Actually I’m currently writing an e-book on this very subject which I’m hoping it will do very well since this is such an important issue. The short version is that your reader is definitely on to something. The long version is the 100 or so pages I’ve written that I’m now trying to cut down to a manageable e-book! But basically shes right although the acid diet is only part of the problem. Be looking for it coming soon.
The acidic theory has been known for several years. I consider it totally unlikely because the kidneys regulate the pH in the blood effectively within a very narrow range (7.35-7.45). Excess acidic or alkaline compounds are excreted rapidly into the urine. It is correct that inflamed arterial tissue is a little more acid than normally, but this is a secondary phenomenon most likely due to obstruction of the capillaries that bring nutrients and oxygen to the arterial wall (the so-called vasa vasorum) and lack of oxygen leads to acidosis. On page 193 in my new book I have given more details about this.
Our body’s pH is tightly regulated whether we eat acidic foods or alkaline foods and we have an excellent buffering system. If we get too much acid, then all we have to do is breathe a little deeper and/or faster transiently and the problem is immediately corrected when we are in a healthy state.
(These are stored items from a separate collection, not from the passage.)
use std::collections::BTreeSet;

use chrono::NaiveDate;

use crate::snapshot::{ObservationWindow, SnapshotId, SnapshotLister};

/// How listing one partition went. A failure degrades to no snapshots.
#[derive(Debug, Clone, PartialEq)]
pub enum ScanOutcome {
    Found(usize),
    Empty,
    Failed(String),
}

#[derive(Debug, Clone, PartialEq)]
pub struct PartitionScan {
    pub partition: NaiveDate,
    pub outcome: ScanOutcome,
}

/// Table names seen, plus how each partition listing went.
#[derive(Debug, Clone, Default, PartialEq)]
pub struct Observation {
    pub tables: BTreeSet<String>,
    pub scans: Vec<PartitionScan>,
}

async fn scan(
    lister: &dyn SnapshotLister,
    partition: NaiveDate,
) -> (BTreeSet<SnapshotId>, PartitionScan) {
    let (snapshots, outcome) = match lister.list(partition).await {
        Ok(snapshots) if snapshots.is_empty() => (snapshots, ScanOutcome::Empty),
        Ok(snapshots) => {
            let found = snapshots.len();
            (snapshots, ScanOutcome::Found(found))
        }
        Err(e) => {
            log::warn!(
                "Listing partition {} failed, treating it as empty: {}",
                partition,
                e
            );
            (BTreeSet::new(), ScanOutcome::Failed(e.to_string()))
        }
    };
    (snapshots, PartitionScan { partition, outcome })
}

/// Every table with any snapshot in the given partitions.
pub async fn observe_partitions(
    lister: &dyn SnapshotLister,
    partitions: &[NaiveDate],
) -> Observation {
    let mut observation = Observation::default();
    for partition in partitions {
        let (snapshots, scan) = scan(lister, *partition).await;
        observation
            .tables
            .extend(snapshots.into_iter().map(|id| id.table));
        observation.scans.push(scan);
    }
    observation
}

/// Tables with a snapshot taken inside the window. Snapshots whose
/// timestamp does not parse are skipped.
pub async fn observe_window(lister: &dyn SnapshotLister, window: &ObservationWindow) -> Observation {
    let mut observation = Observation::default();
    for partition in window.partitions() {
        let (snapshots, scan) = scan(lister, partition).await;
        for id in snapshots {
            match id.taken_at() {
                Some(ts) if window.contains(ts) => {
                    observation.tables.insert(id.table);
                }
                Some(_) => {}
                None => log::debug!("Skipping {}: unparsable timestamp", id),
            }
        }
        observation.scans.push(scan);
    }
    observation
}
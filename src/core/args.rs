use chrono::{DateTime, Utc};
use clap::Parser;

#[derive(Parser, Debug, PartialEq)]
#[command(version, about)]
pub struct CliArgs {
    #[arg(short, long)]
    pub config: Option<String>,

    /// Run the check as if it were this instant (RFC 3339), instead of now.
    #[arg(long)]
    pub at: Option<DateTime<Utc>>,
}

#[cfg(test)]
mod tests {
    use super::*;
    use chrono::TimeZone;

    #[test]
    fn test_args_parsing() {
        let args = CliArgs::parse_from(["self", "--config", "foo"]);
        assert_eq!(
            args,
            CliArgs {
                config: Some("foo".to_string()),
                at: None,
            }
        );
    }

    #[test]
    fn test_args_at_timestamp() {
        let args = CliArgs::parse_from(["self", "--at", "2025-10-08T20:47:00Z"]);
        assert_eq!(
            args.at,
            Some(Utc.with_ymd_and_hms(2025, 10, 8, 20, 47, 0).unwrap())
        );
    }

    #[test]
    fn test_args_rejects_garbage_timestamp() {
        let res = CliArgs::try_parse_from(["self", "--at", "yesterday"]);
        assert!(res.is_err());
    }
}
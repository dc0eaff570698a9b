use std::collections::BTreeSet;
use std::sync::Arc;

use async_trait::async_trait;
use chrono::NaiveDate;
use object_store::ObjectStore;
use tokio_stream::StreamExt;

use crate::conf::Deployment;
use crate::core::SnapwatchError;

use super::name::{SnapshotId, snapshot_from_key};

/// Lists the snapshot identifiers present in one day partition.
#[async_trait]
pub trait SnapshotLister: Send + Sync {
    async fn list(&self, partition: NaiveDate) -> Result<BTreeSet<SnapshotId>, SnapwatchError>;
}

/// Lister over any ObjectStore. Pagination is handled by the store's list stream.
pub struct ObjectStoreLister {
    store: Arc<dyn ObjectStore>,
    deployment: Deployment,
}

impl ObjectStoreLister {
    pub fn new(store: Arc<dyn ObjectStore>, deployment: Deployment) -> Self {
        Self { store, deployment }
    }
}

#[async_trait]
impl SnapshotLister for ObjectStoreLister {
    async fn list(&self, partition: NaiveDate) -> Result<BTreeSet<SnapshotId>, SnapwatchError> {
        let prefix = self.deployment.partition_prefix(partition);
        log::info!(
            "Scanning s3://{}/{}/",
            self.deployment.bucket,
            prefix.as_ref()
        );

        let mut snapshots = BTreeSet::new();
        let mut objects = 0usize;
        let mut stream = self.store.list(Some(&prefix));

        while let Some(result) = stream.next().await {
            let meta = result.map_err(|e| {
                SnapwatchError::ListingError(format!("listing {}: {}", prefix.as_ref(), e))
            })?;
            objects += 1;
            if let Some(id) = snapshot_from_key(meta.location.as_ref()) {
                snapshots.insert(id);
            }
        }

        log::debug!(
            "Partition {}: {} objects, {} snapshots",
            partition,
            objects,
            snapshots.len()
        );

        Ok(snapshots)
    }
}
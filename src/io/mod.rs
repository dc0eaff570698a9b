mod store;

pub use store::{create_local_store, create_s3_store, create_store};
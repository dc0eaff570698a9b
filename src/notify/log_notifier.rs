use async_trait::async_trait;

use super::{Alert, Notifier, NotifyError, Severity};

/// Writes alerts to the log instead of delivering them.
pub struct LogNotifier;

#[async_trait]
impl Notifier for LogNotifier {
    async fn send(&self, alert: &Alert) -> Result<(), NotifyError> {
        match alert.severity {
            Severity::Attention => log::warn!("{}\n{}", alert.title, alert.body),
            Severity::Good => log::info!("{}\n{}", alert.title, alert.body),
        }
        Ok(())
    }
}

#[cfg(test)]
mod tests {
    use super::*;

    #[tokio::test]
    async fn test_log_notification() {
        let alert = Alert {
            title: "t".to_string(),
            body: "b".to_string(),
            severity: Severity::Attention,
        };
        assert!(LogNotifier.send(&alert).await.is_ok());
    }
}
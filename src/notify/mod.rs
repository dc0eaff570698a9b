//! Alert delivery.

mod log_notifier;
mod teams;

pub use log_notifier::LogNotifier;
pub use teams::TeamsNotifier;

use std::sync::Arc;

use async_trait::async_trait;

use crate::conf::NotifierConfig;
use crate::core::SnapwatchError;

/// Alert severity, rendered as the adaptive card title colour.
#[derive(Debug, Clone, Copy, PartialEq, Eq)]
pub enum Severity {
    Attention,
    Good,
}

impl Severity {
    pub fn as_str(&self) -> &'static str {
        match self {
            Severity::Attention => "Attention",
            Severity::Good => "Good",
        }
    }
}

#[derive(Debug, Clone, PartialEq)]
pub struct Alert {
    pub title: String,
    pub body: String,
    pub severity: Severity,
}

#[async_trait]
pub trait Notifier: Send + Sync {
    async fn send(&self, alert: &Alert) -> Result<(), NotifyError>;
}

#[derive(Debug, thiserror::Error)]
pub enum NotifyError {
    #[error("Webhook request failed: {0}")]
    Request(String),

    #[error("Webhook returned status {status}: {body}")]
    Status { status: u16, body: String },
}

/// Teams notifier when a webhook is configured, otherwise the log.
pub fn from_config(
    config: &NotifierConfig,
    environment: &str,
) -> Result<Arc<dyn Notifier>, SnapwatchError> {
    match &config.webhook_url {
        Some(url) => Ok(Arc::new(TeamsNotifier::new(
            url.clone(),
            environment.to_string(),
            config.timeout,
        )?)),
        None => {
            log::warn!("No notifier.webhook_url configured; alerts will only be logged");
            Ok(Arc::new(LogNotifier))
        }
    }
}
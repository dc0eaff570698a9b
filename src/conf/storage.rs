use std::time::Duration;

use serde::{Deserialize, Serialize};

#[derive(Debug, Clone, Serialize, Deserialize, PartialEq)]
#[serde(deny_unknown_fields)]
pub struct StorageConfig {
    /// Bucket name; `{env}` is replaced with the resolved environment.
    #[serde(default = "StorageConfig::default_bucket_template")]
    pub bucket_template: String,
    /// HBase cluster directory at the bucket root; `{env}` is substituted too.
    #[serde(default = "StorageConfig::default_cluster_template")]
    pub cluster_template: String,
    #[serde(default)]
    pub region: Option<String>,
    /// Custom S3 endpoint (MinIO, LocalStack, ...).
    #[serde(default)]
    pub endpoint: Option<String>,
    /// Read snapshots from a local directory instead of S3.
    #[serde(default)]
    pub local_root: Option<String>,
    #[serde(
        with = "humantime_serde",
        default = "StorageConfig::default_request_timeout"
    )]
    pub request_timeout: Duration,
}

impl StorageConfig {
    fn default_bucket_template() -> String {
        String::from("mlife-cdp-{env}-backup")
    }

    fn default_cluster_template() -> String {
        String::from("cod-{env}-hdfs")
    }

    fn default_request_timeout() -> Duration {
        Duration::from_secs(30)
    }
}

impl Default for StorageConfig {
    fn default() -> Self {
        Self {
            bucket_template: Self::default_bucket_template(),
            cluster_template: Self::default_cluster_template(),
            region: None,
            endpoint: None,
            local_root: None,
            request_timeout: Self::default_request_timeout(),
        }
    }
}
So the body does not have to go through much to accomplish tweaks in the pH. The calcium thing alluded to by your reader is more of a long-term compensation that often simply does not occur unless we have significant kidney and/or lung problems. So I think the premise that acidic blood causes arterial inflammation is wrong. Of course inflammation is the key element here and certain phytonutrients (i.e. resveratrol, quercitin, catechin, and others) have anti-inflammatory properties. It appears fish oil may have this as well as the statin drug Lipitor. Fat cells secrete pro-inflammatory factors when engorged, but when they are small they secrete some anti-inflammatory factors that also improve insulin resistance. The calcium overlay in arterial plaque is part of the body’s repair system and would happen no matter what you eat.
As you can see from these varied responses, it’s quite a fascinating discussion my reader has brought up and I’m glad she did. Anyone else who wants to chime in on this, feel free to do so in the comments section below. Do you think there’s anything to this whole acid/alkaline debate as it relates to arterial health? Tell us what YOU think and let’s learn from each other. Feel free to send your inquisitive questions for me to ask my low-carb expert friends anytime by e-mailing me at email@example.com.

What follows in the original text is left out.